How to complete this task:
Look for the word "tests" in the entries and copy each line where it appears.

Supplied records:

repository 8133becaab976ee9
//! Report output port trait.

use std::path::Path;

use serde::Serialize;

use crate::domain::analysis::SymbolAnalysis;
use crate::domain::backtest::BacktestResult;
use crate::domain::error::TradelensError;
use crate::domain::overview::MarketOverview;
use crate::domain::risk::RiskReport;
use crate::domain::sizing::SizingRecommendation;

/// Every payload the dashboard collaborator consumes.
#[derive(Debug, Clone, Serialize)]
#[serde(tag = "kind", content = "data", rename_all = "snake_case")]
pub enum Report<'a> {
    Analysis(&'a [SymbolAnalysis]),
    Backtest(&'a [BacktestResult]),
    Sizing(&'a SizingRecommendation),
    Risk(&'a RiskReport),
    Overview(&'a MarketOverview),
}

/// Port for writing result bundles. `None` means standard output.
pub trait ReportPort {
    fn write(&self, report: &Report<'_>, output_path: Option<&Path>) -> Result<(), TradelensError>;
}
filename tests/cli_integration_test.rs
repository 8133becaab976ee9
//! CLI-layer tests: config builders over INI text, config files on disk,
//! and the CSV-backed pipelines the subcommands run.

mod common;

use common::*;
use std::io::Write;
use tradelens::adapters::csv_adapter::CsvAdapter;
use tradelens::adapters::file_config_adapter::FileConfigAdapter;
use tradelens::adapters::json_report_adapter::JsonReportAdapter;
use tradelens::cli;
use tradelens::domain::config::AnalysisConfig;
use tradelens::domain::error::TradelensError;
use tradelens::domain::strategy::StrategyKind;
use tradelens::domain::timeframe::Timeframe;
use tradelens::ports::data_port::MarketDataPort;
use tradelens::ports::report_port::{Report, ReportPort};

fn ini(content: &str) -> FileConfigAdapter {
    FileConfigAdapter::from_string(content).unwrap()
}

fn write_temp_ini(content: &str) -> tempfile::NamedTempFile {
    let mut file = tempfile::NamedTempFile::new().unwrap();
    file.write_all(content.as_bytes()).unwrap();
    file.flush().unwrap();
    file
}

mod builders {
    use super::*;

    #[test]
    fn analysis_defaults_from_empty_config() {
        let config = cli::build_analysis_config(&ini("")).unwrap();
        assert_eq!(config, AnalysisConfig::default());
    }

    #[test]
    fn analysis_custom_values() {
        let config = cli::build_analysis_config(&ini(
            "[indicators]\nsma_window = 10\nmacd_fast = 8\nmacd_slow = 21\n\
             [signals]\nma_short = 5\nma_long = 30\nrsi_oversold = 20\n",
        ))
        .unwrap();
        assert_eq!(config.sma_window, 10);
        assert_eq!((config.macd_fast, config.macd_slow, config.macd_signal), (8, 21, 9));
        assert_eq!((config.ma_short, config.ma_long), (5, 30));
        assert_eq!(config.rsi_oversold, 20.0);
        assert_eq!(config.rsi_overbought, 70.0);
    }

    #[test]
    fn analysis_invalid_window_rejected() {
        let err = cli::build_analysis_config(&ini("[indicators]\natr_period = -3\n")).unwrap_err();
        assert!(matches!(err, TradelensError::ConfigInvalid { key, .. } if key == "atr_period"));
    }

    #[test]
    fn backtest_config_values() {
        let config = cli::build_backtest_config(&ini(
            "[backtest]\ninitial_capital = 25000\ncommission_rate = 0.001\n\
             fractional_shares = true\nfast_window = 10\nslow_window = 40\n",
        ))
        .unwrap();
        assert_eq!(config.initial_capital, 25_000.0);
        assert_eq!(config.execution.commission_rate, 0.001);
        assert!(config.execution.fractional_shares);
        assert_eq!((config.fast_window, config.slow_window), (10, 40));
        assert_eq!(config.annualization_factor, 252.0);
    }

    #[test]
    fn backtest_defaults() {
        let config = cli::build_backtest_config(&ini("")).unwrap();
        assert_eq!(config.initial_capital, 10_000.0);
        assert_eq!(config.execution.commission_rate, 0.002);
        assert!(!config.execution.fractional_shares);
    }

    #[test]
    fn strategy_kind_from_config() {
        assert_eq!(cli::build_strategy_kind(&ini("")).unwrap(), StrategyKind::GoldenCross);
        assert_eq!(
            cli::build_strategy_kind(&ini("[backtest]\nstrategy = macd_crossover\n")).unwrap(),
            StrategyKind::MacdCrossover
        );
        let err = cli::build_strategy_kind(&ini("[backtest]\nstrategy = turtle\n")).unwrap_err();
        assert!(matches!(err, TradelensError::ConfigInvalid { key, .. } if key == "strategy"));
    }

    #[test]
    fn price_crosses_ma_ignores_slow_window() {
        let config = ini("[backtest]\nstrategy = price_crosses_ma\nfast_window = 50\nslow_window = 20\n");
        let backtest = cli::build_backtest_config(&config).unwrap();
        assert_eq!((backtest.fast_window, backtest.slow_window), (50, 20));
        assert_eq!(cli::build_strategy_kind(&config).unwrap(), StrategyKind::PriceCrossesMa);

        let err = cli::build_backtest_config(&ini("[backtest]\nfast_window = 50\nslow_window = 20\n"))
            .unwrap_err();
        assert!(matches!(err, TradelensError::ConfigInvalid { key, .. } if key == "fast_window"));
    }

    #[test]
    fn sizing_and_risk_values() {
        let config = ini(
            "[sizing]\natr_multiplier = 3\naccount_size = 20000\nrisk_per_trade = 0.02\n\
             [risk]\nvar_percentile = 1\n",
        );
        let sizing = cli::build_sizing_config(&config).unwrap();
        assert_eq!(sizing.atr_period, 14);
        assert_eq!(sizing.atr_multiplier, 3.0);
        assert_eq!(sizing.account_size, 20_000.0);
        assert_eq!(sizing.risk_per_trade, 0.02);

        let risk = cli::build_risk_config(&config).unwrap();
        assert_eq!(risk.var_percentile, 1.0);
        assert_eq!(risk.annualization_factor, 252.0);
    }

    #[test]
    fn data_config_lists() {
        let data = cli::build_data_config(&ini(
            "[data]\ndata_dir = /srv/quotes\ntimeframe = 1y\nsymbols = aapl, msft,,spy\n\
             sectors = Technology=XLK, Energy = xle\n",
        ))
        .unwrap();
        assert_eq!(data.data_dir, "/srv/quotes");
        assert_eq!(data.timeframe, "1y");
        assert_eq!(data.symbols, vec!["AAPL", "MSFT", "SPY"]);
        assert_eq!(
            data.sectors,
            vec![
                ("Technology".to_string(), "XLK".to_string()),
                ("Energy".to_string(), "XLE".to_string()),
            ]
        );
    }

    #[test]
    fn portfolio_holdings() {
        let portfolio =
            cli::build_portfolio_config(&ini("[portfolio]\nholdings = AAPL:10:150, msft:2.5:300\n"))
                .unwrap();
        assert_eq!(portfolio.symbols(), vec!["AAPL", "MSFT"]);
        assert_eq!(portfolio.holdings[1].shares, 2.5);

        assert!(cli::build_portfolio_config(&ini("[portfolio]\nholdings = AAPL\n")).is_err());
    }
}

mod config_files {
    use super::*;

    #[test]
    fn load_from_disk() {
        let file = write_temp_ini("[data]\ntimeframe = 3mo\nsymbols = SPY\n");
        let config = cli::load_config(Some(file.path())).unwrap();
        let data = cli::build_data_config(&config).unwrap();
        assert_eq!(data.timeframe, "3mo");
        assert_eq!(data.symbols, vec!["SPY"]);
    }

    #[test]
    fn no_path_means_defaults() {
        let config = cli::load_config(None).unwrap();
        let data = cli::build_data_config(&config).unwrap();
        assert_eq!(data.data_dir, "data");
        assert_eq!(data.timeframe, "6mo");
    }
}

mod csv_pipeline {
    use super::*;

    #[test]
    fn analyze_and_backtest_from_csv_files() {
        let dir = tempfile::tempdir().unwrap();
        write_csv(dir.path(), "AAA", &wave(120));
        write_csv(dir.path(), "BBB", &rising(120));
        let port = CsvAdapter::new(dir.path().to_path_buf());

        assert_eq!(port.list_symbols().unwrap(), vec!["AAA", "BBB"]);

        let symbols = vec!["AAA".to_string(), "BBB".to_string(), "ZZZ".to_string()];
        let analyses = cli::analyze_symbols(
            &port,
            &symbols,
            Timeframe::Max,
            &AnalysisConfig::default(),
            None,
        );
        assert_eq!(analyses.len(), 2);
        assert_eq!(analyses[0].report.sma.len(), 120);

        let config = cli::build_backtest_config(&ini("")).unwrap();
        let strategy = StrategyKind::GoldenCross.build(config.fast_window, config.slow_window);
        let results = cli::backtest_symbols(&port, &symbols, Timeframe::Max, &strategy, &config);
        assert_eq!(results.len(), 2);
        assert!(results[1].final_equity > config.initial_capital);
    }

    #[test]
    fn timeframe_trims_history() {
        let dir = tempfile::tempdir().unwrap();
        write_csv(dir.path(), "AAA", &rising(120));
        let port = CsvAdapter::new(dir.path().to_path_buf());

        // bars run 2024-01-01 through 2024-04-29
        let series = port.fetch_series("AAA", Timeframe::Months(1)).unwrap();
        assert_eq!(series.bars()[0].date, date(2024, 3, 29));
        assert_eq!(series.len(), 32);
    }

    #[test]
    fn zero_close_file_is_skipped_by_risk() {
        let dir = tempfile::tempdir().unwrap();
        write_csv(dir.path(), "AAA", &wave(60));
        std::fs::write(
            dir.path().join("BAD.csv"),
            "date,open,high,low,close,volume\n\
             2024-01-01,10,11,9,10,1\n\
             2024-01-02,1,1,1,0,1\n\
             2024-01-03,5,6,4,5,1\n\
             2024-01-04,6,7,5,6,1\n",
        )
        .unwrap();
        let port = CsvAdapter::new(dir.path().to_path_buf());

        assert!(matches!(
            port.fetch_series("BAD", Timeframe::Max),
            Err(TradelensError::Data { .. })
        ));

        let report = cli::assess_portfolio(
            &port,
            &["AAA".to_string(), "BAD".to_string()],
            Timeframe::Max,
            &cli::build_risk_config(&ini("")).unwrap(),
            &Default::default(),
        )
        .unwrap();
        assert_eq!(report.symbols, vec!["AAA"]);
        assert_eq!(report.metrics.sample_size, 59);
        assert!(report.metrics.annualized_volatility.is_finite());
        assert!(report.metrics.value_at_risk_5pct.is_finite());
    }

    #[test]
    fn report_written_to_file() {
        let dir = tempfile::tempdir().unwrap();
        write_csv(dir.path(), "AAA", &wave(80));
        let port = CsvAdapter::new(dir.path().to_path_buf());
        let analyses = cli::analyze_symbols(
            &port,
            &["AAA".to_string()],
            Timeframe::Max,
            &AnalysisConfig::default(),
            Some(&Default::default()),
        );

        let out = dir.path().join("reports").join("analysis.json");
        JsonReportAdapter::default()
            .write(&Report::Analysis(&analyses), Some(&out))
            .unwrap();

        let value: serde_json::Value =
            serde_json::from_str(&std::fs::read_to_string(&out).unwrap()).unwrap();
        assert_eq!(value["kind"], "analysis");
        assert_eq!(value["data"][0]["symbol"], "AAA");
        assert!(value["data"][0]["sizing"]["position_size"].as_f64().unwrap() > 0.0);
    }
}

==

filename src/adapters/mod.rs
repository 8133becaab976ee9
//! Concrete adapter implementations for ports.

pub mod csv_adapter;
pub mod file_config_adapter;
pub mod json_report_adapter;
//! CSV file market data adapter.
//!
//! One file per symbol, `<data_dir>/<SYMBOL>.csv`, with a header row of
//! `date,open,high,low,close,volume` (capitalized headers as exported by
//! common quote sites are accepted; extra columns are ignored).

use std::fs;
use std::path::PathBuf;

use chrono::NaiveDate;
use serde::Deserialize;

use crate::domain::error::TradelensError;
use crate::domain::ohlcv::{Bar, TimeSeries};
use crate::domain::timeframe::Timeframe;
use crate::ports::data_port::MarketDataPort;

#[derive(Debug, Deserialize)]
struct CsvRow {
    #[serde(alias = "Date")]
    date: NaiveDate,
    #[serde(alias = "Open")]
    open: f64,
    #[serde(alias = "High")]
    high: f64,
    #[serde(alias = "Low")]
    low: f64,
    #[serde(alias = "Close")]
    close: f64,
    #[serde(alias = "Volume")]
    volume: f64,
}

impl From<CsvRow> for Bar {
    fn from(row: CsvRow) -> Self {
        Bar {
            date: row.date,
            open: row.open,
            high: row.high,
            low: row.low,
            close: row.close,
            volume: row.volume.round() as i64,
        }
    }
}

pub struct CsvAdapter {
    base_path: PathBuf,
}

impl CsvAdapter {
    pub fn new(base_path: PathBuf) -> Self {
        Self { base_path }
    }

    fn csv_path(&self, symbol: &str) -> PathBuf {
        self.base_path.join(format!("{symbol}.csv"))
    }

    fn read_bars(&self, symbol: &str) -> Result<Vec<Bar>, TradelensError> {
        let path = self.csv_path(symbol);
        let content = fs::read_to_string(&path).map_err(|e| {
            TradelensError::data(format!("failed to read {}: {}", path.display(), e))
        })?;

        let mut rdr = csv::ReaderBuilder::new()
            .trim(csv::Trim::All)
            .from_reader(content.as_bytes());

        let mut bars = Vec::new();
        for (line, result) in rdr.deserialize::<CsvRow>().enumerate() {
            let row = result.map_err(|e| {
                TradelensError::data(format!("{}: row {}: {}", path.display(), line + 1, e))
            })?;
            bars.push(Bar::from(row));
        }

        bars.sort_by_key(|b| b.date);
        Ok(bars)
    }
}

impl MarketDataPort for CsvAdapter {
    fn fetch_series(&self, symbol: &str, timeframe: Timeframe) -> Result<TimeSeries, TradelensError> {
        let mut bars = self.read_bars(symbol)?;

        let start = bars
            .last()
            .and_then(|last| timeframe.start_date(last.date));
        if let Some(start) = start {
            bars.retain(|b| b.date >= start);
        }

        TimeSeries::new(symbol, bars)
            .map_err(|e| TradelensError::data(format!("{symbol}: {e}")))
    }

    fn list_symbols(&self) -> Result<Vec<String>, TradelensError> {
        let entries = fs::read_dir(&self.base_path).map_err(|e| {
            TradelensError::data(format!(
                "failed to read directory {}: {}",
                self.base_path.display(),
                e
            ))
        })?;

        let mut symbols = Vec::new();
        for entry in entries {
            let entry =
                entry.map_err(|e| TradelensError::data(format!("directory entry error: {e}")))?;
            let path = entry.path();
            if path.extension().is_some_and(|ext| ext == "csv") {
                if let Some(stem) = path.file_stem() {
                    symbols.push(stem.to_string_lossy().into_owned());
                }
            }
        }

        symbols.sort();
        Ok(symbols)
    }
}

Problem solution:
filename tests/cli_integration_test.rs
//! CLI-layer tests: config builders over INI text, config files on disk,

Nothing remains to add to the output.